Кощеевич и война - Алан Григорьев
Мертвяк, хищно улыбаясь, сгрёб Радмилу в объятия и приставил к её горлу острый коготь — весь в земле.
— Здравствуй, Северница.
В неровном свете луны Радмила наконец разглядела его раны, торчащие кости и пятна разложения на коже. Она не изменилась в лице, только побледнела:
— А тебе, как я вижу, здравия желать поздно. Мне очень жаль, Горностай.
— А уж мне-то как жаль! — Мертвяк скривился, будто собирался заплакать.
— Отпусти её, — сказал Яромир спокойно, но настойчиво.
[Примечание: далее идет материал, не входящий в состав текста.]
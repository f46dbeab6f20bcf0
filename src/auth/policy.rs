use axum::http::Method;

use super::identity::{ADMIN, Identity};

/// Operation
///
/// The coarse classification of an HTTP method the rule table works with.
#[derive(Debug, Clone, Copy, PartialEq, Eq)]
pub enum Operation {
    Read,
    Write,
}

impl Operation {
    /// `None` for methods that are neither (OPTIONS, TRACE, CONNECT, extensions);
    /// those only match rules that accept any operation.
    pub fn of(method: &Method) -> Option<Self> {
        match *method {
            Method::GET | Method::HEAD => Some(Operation::Read),
            Method::POST | Method::PUT | Method::PATCH | Method::DELETE => Some(Operation::Write),
            _ => None,
        }
    }
}

/// What a rule demands of the caller.
#[derive(Debug, Clone, Copy, PartialEq, Eq)]
pub enum Requirement {
    Public,
    Authenticated,
    Role(&'static str),
}

/// Why a request was refused. The two kinds are surfaced differently
/// (401 vs 403) and must never be conflated.
#[derive(Debug, Clone, Copy, PartialEq, Eq)]
pub enum DenyReason {
    /// No identity at all.
    Unauthenticated,
    /// An identity that lacks the required role.
    Forbidden,
}

#[derive(Debug, Clone, Copy, PartialEq, Eq)]
pub enum Decision {
    Allow,
    Deny(DenyReason),
}

/// Rule
///
/// One row of the policy table. `pattern` segments written `{name}` match any
/// single non-empty segment; a final `{*rest}` matches whatever remains.
/// `operation: None` matches every method.
#[derive(Debug, Clone, Copy)]
pub struct Rule {
    pub pattern: &'static str,
    pub operation: Option<Operation>,
    pub requirement: Requirement,
}

impl Rule {
    const fn new(
        pattern: &'static str,
        operation: Option<Operation>,
        requirement: Requirement,
    ) -> Self {
        Self {
            pattern,
            operation,
            requirement,
        }
    }

    fn matches(&self, path: &str, operation: Option<Operation>) -> bool {
        if self.operation.is_some() && self.operation != operation {
            return false;
        }
        pattern_matches(self.pattern, path)
    }
}

const RESTAURANT_ROUTES: [&str; 5] = [
    "/restaurants",
    "/restaurants/search",
    "/restaurants/{id}",
    "/restaurants/{id}/dishes",
    "/restaurants/{id}/dishes/{dish_id}",
];

/// The service's access rules, evaluated top to bottom; first match wins.
/// Anything that matches no row requires an authenticated caller.
pub static RULES: &[Rule] = &[
    // Catalogue reads are public.
    Rule::new(RESTAURANT_ROUTES[0], Some(Operation::Read), Requirement::Public),
    Rule::new(RESTAURANT_ROUTES[1], Some(Operation::Read), Requirement::Public),
    Rule::new(RESTAURANT_ROUTES[2], Some(Operation::Read), Requirement::Public),
    Rule::new(RESTAURANT_ROUTES[3], Some(Operation::Read), Requirement::Public),
    Rule::new(RESTAURANT_ROUTES[4], Some(Operation::Read), Requirement::Public),
    // Catalogue writes are admin-only.
    Rule::new(RESTAURANT_ROUTES[0], Some(Operation::Write), Requirement::Role(ADMIN)),
    Rule::new(RESTAURANT_ROUTES[1], Some(Operation::Write), Requirement::Role(ADMIN)),
    Rule::new(RESTAURANT_ROUTES[2], Some(Operation::Write), Requirement::Role(ADMIN)),
    Rule::new(RESTAURANT_ROUTES[3], Some(Operation::Write), Requirement::Role(ADMIN)),
    Rule::new(RESTAURANT_ROUTES[4], Some(Operation::Write), Requirement::Role(ADMIN)),
    // Operational endpoints and API docs.
    Rule::new("/health", Some(Operation::Read), Requirement::Public),
    Rule::new("/swagger-ui", Some(Operation::Read), Requirement::Public),
    Rule::new("/swagger-ui/{*rest}", Some(Operation::Read), Requirement::Public),
    Rule::new("/api-docs/openapi.json", Some(Operation::Read), Requirement::Public),
];

/// Policy
///
/// The authorization decision point. Holds an immutable rule table; evaluation
/// is a pure lookup with no caching and no side effects, so one instance is
/// shared freely across request tasks.
#[derive(Debug, Clone, Copy)]
pub struct Policy {
    rules: &'static [Rule],
    fallback: Requirement,
}

impl Default for Policy {
    fn default() -> Self {
        Self {
            rules: RULES,
            fallback: Requirement::Authenticated,
        }
    }
}

impl Policy {
    /// Decides whether `identity` may perform `method` on `path`.
    pub fn authorize(&self, path: &str, method: &Method, identity: &Identity) -> Decision {
        let operation = Operation::of(method);
        let requirement = self
            .rules
            .iter()
            .find(|rule| rule.matches(path, operation))
            .map(|rule| rule.requirement)
            .unwrap_or(self.fallback);

        evaluate(requirement, identity)
    }
}

fn evaluate(requirement: Requirement, identity: &Identity) -> Decision {
    match requirement {
        Requirement::Public => Decision::Allow,
        Requirement::Authenticated if identity.is_authenticated() => Decision::Allow,
        Requirement::Authenticated => Decision::Deny(DenyReason::Unauthenticated),
        Requirement::Role(role) if identity.has_role(role) => Decision::Allow,
        // A missing role is Forbidden even for anonymous callers.
        Requirement::Role(_) => Decision::Deny(DenyReason::Forbidden),
    }
}

fn segments(path: &str) -> impl Iterator<Item = &str> {
    path.split('/').filter(|segment| !segment.is_empty())
}

fn pattern_matches(pattern: &str, path: &str) -> bool {
    let mut path_segments = segments(path);
    for expected in segments(pattern) {
        if expected.starts_with("{*") {
            return true;
        }
        match path_segments.next() {
            Some(actual) if expected.starts_with('{') || expected == actual => {}
            _ => return false,
        }
    }
    path_segments.next().is_none()
}

#[cfg(test)]
mod tests {
    use super::*;

    fn admin() -> Identity {
        Identity::authenticated("root", [ADMIN])
    }

    fn user() -> Identity {
        Identity::authenticated("alice", ["USER"])
    }

    const CATALOGUE: [&str; 6] = [
        "/restaurants",
        "/restaurants/search",
        "/restaurants/5",
        "/restaurants/5/",
        "/restaurants/5/dishes",
        "/restaurants/5/dishes/7",
    ];

    #[test]
    fn pattern_matching() {
        assert!(pattern_matches("/restaurants/{id}", "/restaurants/42"));
        assert!(pattern_matches("/restaurants/{id}", "/restaurants/42/"));
        assert!(!pattern_matches("/restaurants/{id}", "/restaurants"));
        assert!(!pattern_matches("/restaurants/{id}", "/restaurants/42/dishes"));
        assert!(pattern_matches("/swagger-ui/{*rest}", "/swagger-ui/index.html"));
        assert!(pattern_matches("/swagger-ui/{*rest}", "/swagger-ui/a/b/c"));
        assert!(!pattern_matches("/health", "/healthz"));
    }

    #[test]
    fn reads_are_public_for_everyone() {
        let policy = Policy::default();
        for path in CATALOGUE {
            for identity in [Identity::anonymous(), user(), admin()] {
                assert_eq!(
                    policy.authorize(path, &Method::GET, &identity),
                    Decision::Allow,
                    "GET {path}"
                );
            }
        }
    }

    #[test]
    fn writes_require_admin() {
        let policy = Policy::default();
        for path in CATALOGUE {
            for method in [Method::POST, Method::PUT, Method::PATCH, Method::DELETE] {
                assert_eq!(policy.authorize(path, &method, &admin()), Decision::Allow);
                assert_eq!(
                    policy.authorize(path, &method, &user()),
                    Decision::Deny(DenyReason::Forbidden),
                    "{method} {path}"
                );
                assert_eq!(
                    policy.authorize(path, &method, &Identity::anonymous()),
                    Decision::Deny(DenyReason::Forbidden),
                    "anonymous {method} {path}"
                );
            }
        }
    }

    #[test]
    fn anonymous_write_is_forbidden_not_unauthenticated() {
        assert_eq!(
            Policy::default().authorize("/restaurants", &Method::POST, &Identity::anonymous()),
            Decision::Deny(DenyReason::Forbidden)
        );
    }

    #[test]
    fn ops_endpoints_are_public() {
        let policy = Policy::default();
        for path in ["/health", "/swagger-ui", "/swagger-ui/index.html", "/api-docs/openapi.json"] {
            assert_eq!(
                policy.authorize(path, &Method::GET, &Identity::anonymous()),
                Decision::Allow
            );
        }
    }

    #[test]
    fn unlisted_routes_need_any_identity() {
        let policy = Policy::default();
        for path in ["/me", "/admin", "/restaurants/1/dishes/2/extra"] {
            assert_eq!(
                policy.authorize(path, &Method::GET, &Identity::anonymous()),
                Decision::Deny(DenyReason::Unauthenticated)
            );
            assert_eq!(policy.authorize(path, &Method::GET, &user()), Decision::Allow);
        }
    }

    #[test]
    fn options_falls_through_to_authenticated() {
        let policy = Policy::default();
        assert_eq!(
            policy.authorize("/restaurants", &Method::OPTIONS, &Identity::anonymous()),
            Decision::Deny(DenyReason::Unauthenticated)
        );
        assert_eq!(
            policy.authorize("/restaurants", &Method::OPTIONS, &user()),
            Decision::Allow
        );
    }
}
Он надеялся, что былые привычки сработают, и Горностай выполнит приказ своего командира, но ошибся.
— И не подумаю. — Землистый палец описывал круги по белоснежной шее, и Радмила брезгливо оттопырила нижнюю губу.
— Зачем ты пришёл? — Яромир наставил остриё клинка на бывшего друга.
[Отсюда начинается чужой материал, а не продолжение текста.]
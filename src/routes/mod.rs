/// Router Module Index
///
/// Routes are grouped by resource, not by access level. Who may call what is
/// decided centrally by the access-control layer (`auth::policy`), so these
/// routers carry no middleware of their own.

/// Restaurant collection, search and single-restaurant routes.
pub mod restaurants;

/// Dish routes, nested under their restaurant.
pub mod dishes;

/// Health probe and caller identity.
pub mod system;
Ударить будет легко. Надо лишь убедить себя, что это уже не Горностай, а злая сила в его обличье.
— Свататься.
Такого ответа от мертвяка Яромир не ждал, даже меч в руке дрогнул.
— Что-о?!
— Что слышал. — Когда-то звонкий голос весельчака Горностайки после смерти стал сварливым, как у старого деда. — Дельце, вишь, осталось неоконченное. Думал: как споймаем Кощеича, наберусь храбрости да попрошу у старшого руки его сестрицы.
— А меня ты спросил?! — возмутилась Радмила.
Яромир видел, что её пальцы сжались на серебряной монете — той самой, которую она вытащила из кошеля, чтобы бросить жребий. Теперь он видел, что край монеты был заточен. Яромир поймал взгляд сестры и мотнул головой: не вздумай. Слишком опасно. Вспорет острый коготь нежную кожу, просочится скверна в кровь — и всё. Верная смерть, если не хуже. Почему одни из могил встают, а другие нет — одним чародеям ведомо.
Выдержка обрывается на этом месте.